ASSIGNMENT> Which lines of the material contain the word "None"? Show each one.
BEGIN INFORMATION PROVIDED
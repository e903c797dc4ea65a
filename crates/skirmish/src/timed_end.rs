//! The timed-match tie-break.
//!
//! When a configured time limit expires mid-fight, the match is forced to
//! a conclusion: the goal contributes its notion of "current score" per
//! entity (team name, or player name in free-for-all), and the selection
//! below picks the winners — or declares a draw, because a tie among
//! *everyone* remaining is not a win.
//!
//! Selection is layered: team-level max score first; a multi-way tie is
//! refined by summing each tied team's members' individual scores; and at
//! every level, winners covering all remaining candidates collapse to a
//! draw.

use std::collections::{BTreeSet, HashMap};

use skirmish_arena::{ArenaEvent, PlayerStatus, Scores};
use skirmish_core::{PlayerId, StatKind};
use tracing::{debug, info};

use crate::workflow::Workflow;

// ---------------------------------------------------------------------------
// Pure selection
// ---------------------------------------------------------------------------

/// Team-level selection: every team achieving the maximum score among the
/// teams present in the score map. Teams without a score entry count as
/// inactive. When the winners cover all active teams (counting at least
/// two), nobody wins — the set comes back empty.
pub fn select_team_winners(scores: &Scores, team_names: &[String]) -> BTreeSet<String> {
    let mut winners = BTreeSet::new();
    let mut max_score = 0.0_f64;
    let mut active = 0_usize;
    for team in team_names {
        let Some(&score) = scores.get(team) else {
            continue;
        };
        active += 1;
        if score > max_score {
            max_score = score;
            winners.clear();
            winners.insert(team.clone());
        } else if score == max_score {
            winners.insert(team.clone());
        }
    }
    if winners.len() >= active.max(2) {
        debug!(tied = winners.len(), "all active teams tied, declaring draw");
        winners.clear();
    }
    winners
}

/// Finer-grained tie-break for a multi-way team tie: re-select by the sum
/// of each tied team's members' individual scores. The draw rule repeats
/// at this grain — if the member sums tie across every remaining team,
/// the set comes back empty.
pub fn refine_by_member_sums(
    scores: &Scores,
    tied: &BTreeSet<String>,
    members: &HashMap<String, Vec<String>>,
) -> BTreeSet<String> {
    let mut winners = BTreeSet::new();
    let mut max_sum = 0.0_f64;
    for team in tied {
        let sum: f64 = members
            .get(team)
            .map(|names| names.iter().filter_map(|name| scores.get(name)).sum())
            .unwrap_or(0.0);
        if sum > max_sum {
            max_sum = sum;
            winners.clear();
            winners.insert(team.clone());
        } else if sum == max_sum {
            winners.insert(team.clone());
        }
    }
    if winners.len() == tied.len() {
        debug!(tied = winners.len(), "member sums equal, declaring draw");
        winners.clear();
    }
    winners
}

/// Free-for-all selection: every player achieving the maximum score.
/// When that is everyone who played, nobody wins.
pub fn select_ffa_winners(
    scores: &Scores,
    player_names: &[String],
    played: usize,
) -> BTreeSet<String> {
    let mut winners = BTreeSet::new();
    let mut max_score = 0.0_f64;
    for name in player_names {
        let score = scores.get(name).copied().unwrap_or(0.0);
        if score > max_score {
            max_score = score;
            winners.clear();
            winners.insert(name.clone());
        } else if score == max_score {
            winners.insert(name.clone());
        }
    }
    if winners.len() == played {
        winners.clear();
    }
    winners
}

// ---------------------------------------------------------------------------
// Workflow integration
// ---------------------------------------------------------------------------

impl Workflow<'_> {
    /// Resolves a match whose time limit just elapsed.
    ///
    /// An empty winner set is announced as a draw and forces an
    /// unconditional full reset; a non-empty result performs a standard
    /// reset. Winners are broadcast; every non-winning still-fighting
    /// participant is marked Lost and credited a loss.
    pub fn handle_timed_end(&mut self) {
        self.arena.set_end_task(None);
        if !self.arena.is_fight_in_progress() {
            debug!(arena = %self.arena.name(), "stale timed-end task ignored");
            return;
        }
        info!(arena = %self.arena.name(), "time limit elapsed, resolving by score");

        let mut scores = Scores::new();
        if let Some(goal) = self.arena.goal_ref() {
            goal.timed_end(self.arena, self.players, &mut scores);
        }

        let real_teams: Vec<String> = self
            .arena
            .teams()
            .iter()
            .filter(|team| !team.is_virtual())
            .map(|team| team.name().to_string())
            .collect();

        if self.arena.free_for_all() && real_teams.len() <= 1 {
            self.resolve_free_for_all(&scores);
        } else {
            self.resolve_team_match(&scores, &real_teams);
        }
    }

    fn resolve_free_for_all(&mut self, scores: &Scores) {
        let members: Vec<PlayerId> = self
            .arena
            .teams()
            .iter()
            .filter(|team| !team.is_virtual())
            .flat_map(|team| team.members().iter().copied())
            .collect();
        let names: Vec<String> = members
            .iter()
            .filter_map(|id| self.players.name_of(*id))
            .map(str::to_string)
            .collect();

        let winners = select_ffa_winners(scores, &names, self.arena.played().len());
        if winners.is_empty() {
            self.announce_draw();
            return;
        }

        for id in members {
            let Some(name) = self.players.name_of(id).map(str::to_string) else {
                continue;
            };
            if winners.contains(&name) {
                self.arena.broadcast(format!("{name} has won the match!"));
            } else if self
                .players
                .get(id)
                .is_some_and(|p| p.status() == PlayerStatus::Fight)
            {
                self.credit_loss(id);
            }
        }

        self.arena.push_event(ArenaEvent::MatchEnded {
            winners: winners.into_iter().collect(),
            draw: false,
        });
        self.finish_match(false);
    }

    fn resolve_team_match(&mut self, scores: &Scores, real_teams: &[String]) {
        let winners: BTreeSet<String> = match self.arena.config().forced_winner.clone() {
            Some(team) => BTreeSet::from([team]),
            None => {
                let mut tied = select_team_winners(scores, real_teams);
                if tied.len() > 1 {
                    let mut members: HashMap<String, Vec<String>> = HashMap::new();
                    for team in self.arena.teams() {
                        if team.is_virtual() {
                            continue;
                        }
                        let names = team
                            .members()
                            .iter()
                            .filter_map(|id| self.players.name_of(*id))
                            .map(str::to_string)
                            .collect();
                        members.insert(team.name().to_string(), names);
                    }
                    tied = refine_by_member_sums(scores, &tied, &members);
                }
                tied
            }
        };

        if winners.is_empty() {
            self.announce_draw();
            return;
        }

        for name in &winners {
            let text = match self.arena.team(name) {
                Some(team) => format!("Team {} has won the match!", team.colored_name()),
                None => format!("Team {name} has won the match!"),
            };
            self.arena.broadcast(text);
        }

        let losers: Vec<PlayerId> = self
            .arena
            .teams()
            .iter()
            .filter(|team| !team.is_virtual() && !winners.contains(team.name()))
            .flat_map(|team| team.members().iter().copied())
            .collect();
        for id in losers {
            if self
                .players
                .get(id)
                .is_some_and(|p| p.status() == PlayerStatus::Fight)
            {
                self.credit_loss(id);
            }
        }

        self.arena.push_event(ArenaEvent::MatchEnded {
            winners: winners.into_iter().collect(),
            draw: false,
        });
        self.finish_match(false);
    }

    fn announce_draw(&mut self) {
        self.arena.broadcast("The match ended in a draw.");
        self.arena.push_event(ArenaEvent::MatchEnded {
            winners: Vec::new(),
            draw: true,
        });
        self.finish_match(true);
    }

    fn credit_loss(&mut self, id: PlayerId) {
        if let Some(player) = self.players.get_mut(id) {
            player.record(StatKind::Losses);
            player.set_status(PlayerStatus::Lost);
        }
        self.arena.push_event(ArenaEvent::StatRecorded {
            player: id,
            stat: StatKind::Losses,
        });
    }
}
END INFORMATION PROVIDED
EXPECTED OUTPUT>
        self.arena.set_end_task(None);
            None => {
                None => format!("Team {name} has won the match!"),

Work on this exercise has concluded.